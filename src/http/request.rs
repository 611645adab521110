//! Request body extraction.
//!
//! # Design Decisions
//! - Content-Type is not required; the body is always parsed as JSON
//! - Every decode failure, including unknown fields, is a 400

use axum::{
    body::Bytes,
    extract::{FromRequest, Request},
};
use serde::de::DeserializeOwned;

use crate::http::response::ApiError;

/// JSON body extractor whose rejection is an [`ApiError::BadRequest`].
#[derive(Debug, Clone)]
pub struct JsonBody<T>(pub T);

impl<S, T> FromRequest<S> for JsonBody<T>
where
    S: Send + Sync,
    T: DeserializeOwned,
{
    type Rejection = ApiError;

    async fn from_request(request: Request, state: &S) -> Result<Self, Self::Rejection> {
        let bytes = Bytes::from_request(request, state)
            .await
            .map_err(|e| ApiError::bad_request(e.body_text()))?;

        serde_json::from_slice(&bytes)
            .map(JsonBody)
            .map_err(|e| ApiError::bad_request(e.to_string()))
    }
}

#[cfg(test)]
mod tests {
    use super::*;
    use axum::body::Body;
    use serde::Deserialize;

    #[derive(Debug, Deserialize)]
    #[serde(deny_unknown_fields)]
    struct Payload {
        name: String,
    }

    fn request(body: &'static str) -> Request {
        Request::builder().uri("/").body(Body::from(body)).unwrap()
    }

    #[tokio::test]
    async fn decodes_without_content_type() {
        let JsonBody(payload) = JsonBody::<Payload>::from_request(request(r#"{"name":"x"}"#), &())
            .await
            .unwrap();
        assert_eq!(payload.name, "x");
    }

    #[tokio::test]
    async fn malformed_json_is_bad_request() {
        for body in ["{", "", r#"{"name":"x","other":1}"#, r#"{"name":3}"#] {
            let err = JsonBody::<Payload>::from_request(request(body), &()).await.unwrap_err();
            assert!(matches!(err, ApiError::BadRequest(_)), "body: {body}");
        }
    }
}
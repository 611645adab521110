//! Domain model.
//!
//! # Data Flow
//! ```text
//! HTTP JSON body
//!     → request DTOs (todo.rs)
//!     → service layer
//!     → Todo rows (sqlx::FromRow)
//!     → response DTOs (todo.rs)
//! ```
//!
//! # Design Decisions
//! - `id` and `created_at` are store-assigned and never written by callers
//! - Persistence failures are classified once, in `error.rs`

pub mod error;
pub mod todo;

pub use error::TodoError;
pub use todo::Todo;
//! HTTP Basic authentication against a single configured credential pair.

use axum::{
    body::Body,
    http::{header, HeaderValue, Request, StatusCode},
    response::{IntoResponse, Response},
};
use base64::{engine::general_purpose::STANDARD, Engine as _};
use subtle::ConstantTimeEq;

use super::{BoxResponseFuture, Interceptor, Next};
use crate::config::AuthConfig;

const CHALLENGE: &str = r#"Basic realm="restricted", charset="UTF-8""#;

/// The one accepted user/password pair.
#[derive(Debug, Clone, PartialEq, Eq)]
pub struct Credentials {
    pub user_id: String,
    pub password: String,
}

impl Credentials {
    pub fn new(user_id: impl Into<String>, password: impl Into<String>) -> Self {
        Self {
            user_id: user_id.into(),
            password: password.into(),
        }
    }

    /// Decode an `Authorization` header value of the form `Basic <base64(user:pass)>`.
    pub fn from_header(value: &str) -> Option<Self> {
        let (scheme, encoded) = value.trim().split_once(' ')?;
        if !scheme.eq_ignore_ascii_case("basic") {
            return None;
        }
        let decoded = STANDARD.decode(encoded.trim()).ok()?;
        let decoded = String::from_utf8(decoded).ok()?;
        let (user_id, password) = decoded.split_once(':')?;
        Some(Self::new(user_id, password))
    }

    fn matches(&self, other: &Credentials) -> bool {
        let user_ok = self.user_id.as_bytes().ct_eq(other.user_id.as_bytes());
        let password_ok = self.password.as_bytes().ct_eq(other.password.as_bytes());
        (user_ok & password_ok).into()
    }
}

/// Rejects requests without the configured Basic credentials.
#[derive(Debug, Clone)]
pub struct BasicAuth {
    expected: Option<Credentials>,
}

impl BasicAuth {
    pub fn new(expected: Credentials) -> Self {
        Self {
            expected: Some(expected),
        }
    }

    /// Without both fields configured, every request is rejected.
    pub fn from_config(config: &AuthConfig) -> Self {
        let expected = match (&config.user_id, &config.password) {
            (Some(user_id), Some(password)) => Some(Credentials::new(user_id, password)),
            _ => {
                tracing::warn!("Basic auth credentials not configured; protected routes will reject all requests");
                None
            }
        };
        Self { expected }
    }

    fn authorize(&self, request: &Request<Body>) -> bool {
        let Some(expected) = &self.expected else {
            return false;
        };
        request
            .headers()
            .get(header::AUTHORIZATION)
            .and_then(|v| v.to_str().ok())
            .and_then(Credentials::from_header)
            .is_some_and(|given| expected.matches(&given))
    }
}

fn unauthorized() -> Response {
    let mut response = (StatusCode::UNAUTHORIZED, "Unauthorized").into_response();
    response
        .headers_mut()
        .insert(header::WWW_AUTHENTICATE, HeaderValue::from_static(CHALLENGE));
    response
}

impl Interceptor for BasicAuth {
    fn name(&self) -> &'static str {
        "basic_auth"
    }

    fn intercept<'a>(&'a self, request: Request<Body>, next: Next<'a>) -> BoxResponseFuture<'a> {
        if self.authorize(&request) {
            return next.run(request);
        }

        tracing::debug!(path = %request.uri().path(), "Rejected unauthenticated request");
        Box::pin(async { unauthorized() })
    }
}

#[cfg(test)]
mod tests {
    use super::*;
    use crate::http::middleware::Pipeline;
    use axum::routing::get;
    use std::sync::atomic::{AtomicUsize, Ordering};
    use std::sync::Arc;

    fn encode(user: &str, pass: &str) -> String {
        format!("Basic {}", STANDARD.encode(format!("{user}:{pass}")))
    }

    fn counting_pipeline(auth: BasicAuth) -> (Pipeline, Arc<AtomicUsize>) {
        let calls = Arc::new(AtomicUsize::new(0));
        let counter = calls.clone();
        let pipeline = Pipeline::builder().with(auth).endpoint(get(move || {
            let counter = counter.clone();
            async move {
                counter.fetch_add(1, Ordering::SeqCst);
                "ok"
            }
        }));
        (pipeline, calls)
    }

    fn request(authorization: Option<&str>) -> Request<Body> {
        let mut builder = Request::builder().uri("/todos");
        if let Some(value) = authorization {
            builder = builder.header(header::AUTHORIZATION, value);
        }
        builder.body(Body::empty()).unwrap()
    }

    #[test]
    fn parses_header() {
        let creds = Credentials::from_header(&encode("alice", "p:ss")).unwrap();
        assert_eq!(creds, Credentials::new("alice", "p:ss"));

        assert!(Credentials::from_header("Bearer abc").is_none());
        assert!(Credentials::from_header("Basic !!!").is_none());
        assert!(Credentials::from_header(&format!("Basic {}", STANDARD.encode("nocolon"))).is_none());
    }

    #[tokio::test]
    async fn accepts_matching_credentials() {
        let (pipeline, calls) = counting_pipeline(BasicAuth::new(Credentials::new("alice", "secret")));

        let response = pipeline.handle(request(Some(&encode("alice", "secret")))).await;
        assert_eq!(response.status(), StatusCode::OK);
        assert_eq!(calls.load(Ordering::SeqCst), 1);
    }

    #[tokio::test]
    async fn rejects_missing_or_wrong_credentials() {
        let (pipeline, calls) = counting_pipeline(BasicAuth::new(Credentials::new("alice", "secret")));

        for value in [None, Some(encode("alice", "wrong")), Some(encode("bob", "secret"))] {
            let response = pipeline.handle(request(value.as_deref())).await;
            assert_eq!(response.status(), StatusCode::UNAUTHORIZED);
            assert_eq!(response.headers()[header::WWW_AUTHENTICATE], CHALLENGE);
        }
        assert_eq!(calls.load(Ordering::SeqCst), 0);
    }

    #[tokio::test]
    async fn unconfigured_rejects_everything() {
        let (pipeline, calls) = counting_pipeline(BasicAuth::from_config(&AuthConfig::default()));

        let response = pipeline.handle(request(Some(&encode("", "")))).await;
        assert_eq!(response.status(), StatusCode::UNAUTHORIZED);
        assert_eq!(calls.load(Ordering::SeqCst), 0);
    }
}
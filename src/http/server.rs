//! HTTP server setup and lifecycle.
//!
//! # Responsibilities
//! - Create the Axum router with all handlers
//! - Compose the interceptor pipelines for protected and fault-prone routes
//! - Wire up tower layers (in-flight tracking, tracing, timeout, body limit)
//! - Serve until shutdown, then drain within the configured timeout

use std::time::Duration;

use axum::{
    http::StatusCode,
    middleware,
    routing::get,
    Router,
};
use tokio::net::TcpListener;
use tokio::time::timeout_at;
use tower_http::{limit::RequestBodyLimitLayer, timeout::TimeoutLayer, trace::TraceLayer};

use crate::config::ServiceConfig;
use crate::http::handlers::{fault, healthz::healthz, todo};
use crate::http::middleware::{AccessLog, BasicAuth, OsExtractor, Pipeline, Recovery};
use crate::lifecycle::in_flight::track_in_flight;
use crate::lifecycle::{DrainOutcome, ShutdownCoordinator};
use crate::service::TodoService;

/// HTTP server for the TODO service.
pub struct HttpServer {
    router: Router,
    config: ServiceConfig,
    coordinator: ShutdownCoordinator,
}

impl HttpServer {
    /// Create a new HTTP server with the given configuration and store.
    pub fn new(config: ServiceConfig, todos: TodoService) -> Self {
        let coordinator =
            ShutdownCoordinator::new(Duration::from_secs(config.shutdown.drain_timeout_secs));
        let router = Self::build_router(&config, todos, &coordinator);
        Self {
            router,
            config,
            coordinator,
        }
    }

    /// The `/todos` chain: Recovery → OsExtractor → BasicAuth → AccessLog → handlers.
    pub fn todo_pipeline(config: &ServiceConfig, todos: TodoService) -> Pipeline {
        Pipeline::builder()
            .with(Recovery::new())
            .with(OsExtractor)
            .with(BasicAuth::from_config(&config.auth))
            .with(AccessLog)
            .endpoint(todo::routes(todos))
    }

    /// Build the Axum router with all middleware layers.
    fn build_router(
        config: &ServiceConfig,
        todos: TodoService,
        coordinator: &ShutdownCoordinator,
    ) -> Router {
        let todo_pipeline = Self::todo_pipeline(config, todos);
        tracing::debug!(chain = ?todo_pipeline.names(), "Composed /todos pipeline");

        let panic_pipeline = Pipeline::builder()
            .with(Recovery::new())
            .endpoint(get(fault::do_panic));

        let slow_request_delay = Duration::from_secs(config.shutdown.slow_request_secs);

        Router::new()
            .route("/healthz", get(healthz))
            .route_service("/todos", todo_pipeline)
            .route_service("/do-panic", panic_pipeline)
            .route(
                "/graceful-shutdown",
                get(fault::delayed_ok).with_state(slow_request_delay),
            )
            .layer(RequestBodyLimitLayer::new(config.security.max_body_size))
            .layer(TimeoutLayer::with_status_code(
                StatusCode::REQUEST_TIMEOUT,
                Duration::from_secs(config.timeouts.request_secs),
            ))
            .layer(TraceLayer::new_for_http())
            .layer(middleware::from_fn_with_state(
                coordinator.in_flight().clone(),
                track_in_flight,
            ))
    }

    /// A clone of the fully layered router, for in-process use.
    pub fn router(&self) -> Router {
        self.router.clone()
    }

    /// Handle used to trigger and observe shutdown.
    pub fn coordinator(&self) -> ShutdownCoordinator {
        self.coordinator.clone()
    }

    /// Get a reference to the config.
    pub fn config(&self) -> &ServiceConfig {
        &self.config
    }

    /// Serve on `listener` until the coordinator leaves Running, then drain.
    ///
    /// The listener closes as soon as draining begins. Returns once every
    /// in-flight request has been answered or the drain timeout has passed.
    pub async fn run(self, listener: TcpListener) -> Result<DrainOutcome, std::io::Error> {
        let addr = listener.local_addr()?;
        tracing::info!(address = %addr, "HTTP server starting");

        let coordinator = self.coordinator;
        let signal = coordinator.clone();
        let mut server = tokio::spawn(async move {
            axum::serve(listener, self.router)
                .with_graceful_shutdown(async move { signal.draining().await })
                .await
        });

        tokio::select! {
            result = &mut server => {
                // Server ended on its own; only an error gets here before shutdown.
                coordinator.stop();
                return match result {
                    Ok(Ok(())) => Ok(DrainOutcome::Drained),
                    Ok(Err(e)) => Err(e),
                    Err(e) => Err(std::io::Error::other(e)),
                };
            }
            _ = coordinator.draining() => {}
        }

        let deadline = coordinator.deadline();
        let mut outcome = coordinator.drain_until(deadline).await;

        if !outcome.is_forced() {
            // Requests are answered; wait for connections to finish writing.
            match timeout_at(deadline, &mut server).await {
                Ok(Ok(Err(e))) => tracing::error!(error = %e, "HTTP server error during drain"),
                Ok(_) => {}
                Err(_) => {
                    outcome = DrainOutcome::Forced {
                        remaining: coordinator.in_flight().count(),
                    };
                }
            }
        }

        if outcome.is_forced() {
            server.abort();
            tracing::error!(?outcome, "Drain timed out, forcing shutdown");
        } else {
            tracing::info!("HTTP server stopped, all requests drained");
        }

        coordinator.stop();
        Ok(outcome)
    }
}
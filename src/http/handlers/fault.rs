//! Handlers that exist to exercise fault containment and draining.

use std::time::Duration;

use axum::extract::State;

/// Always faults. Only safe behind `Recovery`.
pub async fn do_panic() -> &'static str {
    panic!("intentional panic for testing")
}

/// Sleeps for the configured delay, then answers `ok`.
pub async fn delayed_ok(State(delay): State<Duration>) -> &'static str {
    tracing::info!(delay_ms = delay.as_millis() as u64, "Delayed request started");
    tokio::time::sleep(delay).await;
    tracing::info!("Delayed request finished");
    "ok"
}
◆ ◆ ◆ ◆
If a line in the records above holds the string "BoxResponseFuture", copy it.

## [EXERCISE RESPONSE]
use super::{BoxResponseFuture, Interceptor, Next};
    fn intercept<'a>(&'a self, request: Request<Body>, next: Next<'a>) -> BoxResponseFuture<'a> {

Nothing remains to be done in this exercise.